Though Putin and Merkel are often referred to as conservatives, in reality that does neither of them justice.
Though he in many of his professed attitudes Putin is a conservative, he is also the leader of a dynamic and purposeful government which in the years he has been in power has transformed Russia, changing it more completely than any other country during the same period apart from China.
Merkel is more truly conservative in the sense that she sees herself as essentially Germany’s caretaker, preserving the German political and economic system unchanged from the way she found it. Where Putin’s policies are marked by dynamism and change, her policies can be best described as immobilism bordering on stagnation.
However Merkel has also increasingly become the gatekeeper of Europe’s neoliberal order, which in its effects is anything but conservative.
The most important fact about today’s meeting is its venue.
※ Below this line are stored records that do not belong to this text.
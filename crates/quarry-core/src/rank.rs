//! Ranking, truncation and display ordering of search candidates.
//!
//! Ranking runs in two passes over the full candidate list:
//!
//! 1. Sort by match count (descending), ties broken by canonical order, and
//!    keep at most `max_results` entries. The rest are counted as hidden.
//! 2. Re-sort the survivors by canonical order alone for display.
//!
//! Canonical order compares field first (Genre < Artist < Album < Title),
//! then display name, then ancestry: a top-level node precedes a nested
//! one, and two nested nodes compare by their parents.

use crate::index::Index;
use crate::types::NodeId;
use std::cmp::Ordering;
use std::iter::Peekable;
use std::str::Chars;

/// Ranked candidates plus the number dropped by truncation.
#[derive(Debug, Clone, Default, PartialEq, Eq)]
pub struct Ranked {
    /// Surviving candidates in canonical order
    pub items: Vec<NodeId>,

    /// Candidates removed because they exceeded the result cap
    pub hidden: usize,
}

impl Ranked {
    /// Candidates found before truncation
    pub fn total(&self) -> usize {
        self.items.len() + self.hidden
    }
}

/// Rank, truncate and order candidates.
pub fn rank(index: &Index, mut candidates: Vec<NodeId>, max_results: usize) -> Ranked {
    candidates.sort_by(|&a, &b| rank_cmp(index, a, b));

    let mut hidden = 0;
    if candidates.len() > max_results {
        hidden = candidates.len() - max_results;
        candidates.truncate(max_results);
    }

    candidates.sort_by(|&a, &b| canonical_cmp(index, a, b));

    Ranked {
        items: candidates,
        hidden,
    }
}

/// Ranking order: more covered records first, then canonical order.
pub fn rank_cmp(index: &Index, a: NodeId, b: NodeId) -> Ordering {
    index
        .node(b)
        .match_count()
        .cmp(&index.node(a).match_count())
        .then_with(|| canonical_cmp(index, a, b))
}

/// Canonical order: field, then display name, then ancestry.
pub fn canonical_cmp(index: &Index, a: NodeId, b: NodeId) -> Ordering {
    let (left, right) = (index.node(a), index.node(b));

    left.field()
        .cmp(&right.field())
        .then_with(|| compare_names(left.name(), right.name()))
        .then_with(|| match (left.parent(), right.parent()) {
            (None, None) => Ordering::Equal,
            (None, Some(_)) => Ordering::Less,
            (Some(_), None) => Ordering::Greater,
            (Some(pa), Some(pb)) => canonical_cmp(index, pa, pb),
        })
}

/// Compare display names the way a person reads them.
///
/// Letters compare case-insensitively and runs of digits compare by
/// numeric value, so "Track 2" sorts before "track 10". Names that differ
/// only in case or leading zeros fall back to byte order, keeping the order
/// total.
pub fn compare_names(a: &str, b: &str) -> Ordering {
    natural_cmp(a, b).then_with(|| a.cmp(b))
}

fn natural_cmp(a: &str, b: &str) -> Ordering {
    let mut a = a.chars().peekable();
    let mut b = b.chars().peekable();

    loop {
        let ord = match (a.peek().copied(), b.peek().copied()) {
            (None, None) => return Ordering::Equal,
            (None, Some(_)) => return Ordering::Less,
            (Some(_), None) => return Ordering::Greater,
            (Some(x), Some(y)) if x.is_ascii_digit() && y.is_ascii_digit() => {
                let left = take_digits(&mut a);
                let right = take_digits(&mut b);
                compare_digit_runs(&left, &right)
            }
            (Some(x), Some(y)) => {
                a.next();
                b.next();
                x.to_lowercase().cmp(y.to_lowercase())
            }
        };

        if ord != Ordering::Equal {
            return ord;
        }
    }
}

fn take_digits(chars: &mut Peekable<Chars<'_>>) -> String {
    let mut digits = String::new();
    while let Some(c) = chars.next_if(char::is_ascii_digit) {
        digits.push(c);
    }
    digits
}

fn compare_digit_runs(a: &str, b: &str) -> Ordering {
    let a = a.trim_start_matches('0');
    let b = b.trim_start_matches('0');
    a.len().cmp(&b.len()).then_with(|| a.cmp(b))
}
It is barely conceivable that Putin or Merkel – who are in regular communication with each other – were expecting to hear anything from the other which they had not heard before. Bloomberg has written a colourful account of their joint press conference and of the different positions they took on the Ukrainian crisis. However these were simply restatements of long established positions, which neither Putin nor Merkel would have expected the other to change.
On the sanctions issue highlighted by Bloomberg, Russian Finance Minister Siluanov had already said before Merkel’s visit in an interview with the German business newspaper Handelsblatt that Russia expects the sanctions to stay.
For what it’s worth, on certain contentious points which have arisen recently between Ukraine and Russia, Merkel if anything appeared to side with Russia. Thus she rejected Ukrainian suggestions that the Minsk Agreement be scrapped or rewritten, or that the OSCE monitors in eastern Ukraine be replaced by UN peacekeepers. I doubt anyone sees anything of significant in this.
The key point about Merkel going to Moscow to meet with Putin there is that it shows that she now accepts that Putin is there to stay, and will be there for a long time.
It was not to signal any change of policy that Merkel went to Moscow. It was to acknowledge the reality that Putin’s hold on power is secure.
Amidst the ocean of words the Western media has written about how Putin supposedly meddles in Western politics, and how he supposedly engineered Hillary Clinton’s defeat in 2016 and is trying to engineer Angela Merkel’s defeat this year, it is completely overlooked that in reality it was the West which in 2014 tried to overthrow him.
That was why the West imposed sanctions on Russia in 2014: in the expectation that the hurt the West thought they would cause through the sanctions would provoke a backlash against Putin in Russia, which would lead to his overthrow.
Merkel was fully on board with this agenda. Back in the winter of 2014 the BND – Germany’s intelligence agency – told her that if sanctions were imposed on Russia Putin would have no choice but to comply with the West’s demands or face being overthrown in an oligarch-led coup.
Three years later no-one any longer believes that.
Since refusing to talk to Russia – as Merkel says – is not an option, that means talking to Putin. If he insists that means meeting him in Moscow, then Merkel is enough of a realist to know that she has no choice but to go.